* WORK INSTRUCTIONS *
Return a copy of every line in the data below that contains "verbose".

+-------+

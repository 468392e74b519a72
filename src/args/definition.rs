//! Command-line argument definition and processing.

use clap::Parser;

/// fieldwright - A terminal builder for multi-select form fields
#[derive(Parser, Debug)]
#[command(name = "fieldwright")]
#[command(version)]
#[command(about = "A terminal builder for multi-select form fields with live choice validation", long_about = None)]
#[allow(clippy::struct_excessive_bools)]
pub struct Args {
    /// Log the payload on save instead of sending it
    #[arg(long)]
    pub dry_run: bool,

    /// Set the logging level (trace, debug, info, warn, error)
    #[arg(long, default_value = "info")]
    pub log_level: String,

    /// Enable verbose output (equivalent to --log-level debug)
    #[arg(short, long)]
    pub verbose: bool,

    /// Submit endpoint for this session (overrides settings.conf)
    #[arg(long, value_name = "URL")]
    pub endpoint: Option<String>,

    /// Validate a choices file (one choice per line) and exit
    #[arg(long, value_name = "FILE")]
    pub check: Option<String>,

    /// Default value reconciled into the checked choices (use with --check)
    #[arg(long = "default", value_name = "VALUE", default_value = "", requires = "check")]
    pub default_value: String,

    /// Sort the normalized choices alphabetically (use with --check)
    #[arg(long, requires = "check")]
    pub alpha: bool,

    /// Delete the autosaved draft and exit
    #[arg(long)]
    pub clear_draft: bool,
}

/// What: Process command-line arguments and handle early-exit flags.
///
/// Inputs:
/// - `args`: Parsed command-line arguments.
///
/// Output:
/// - Returns normally when the TUI should start.
///
/// Details:
/// - `--clear-draft` deletes the draft and exits.
/// - `--check` prints the validation report as JSON and exits.
pub fn process_args(args: &Args) {
    use crate::args::{check, draft};

    if args.clear_draft {
        draft::handle_clear_draft();
    }

    if let Some(path) = &args.check {
        check::handle_check(path, &args.default_value, args.alpha);
    }
}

+-------+

* RESULT *
    /// Enable verbose output (equivalent to --log-level debug)
    pub verbose: bool,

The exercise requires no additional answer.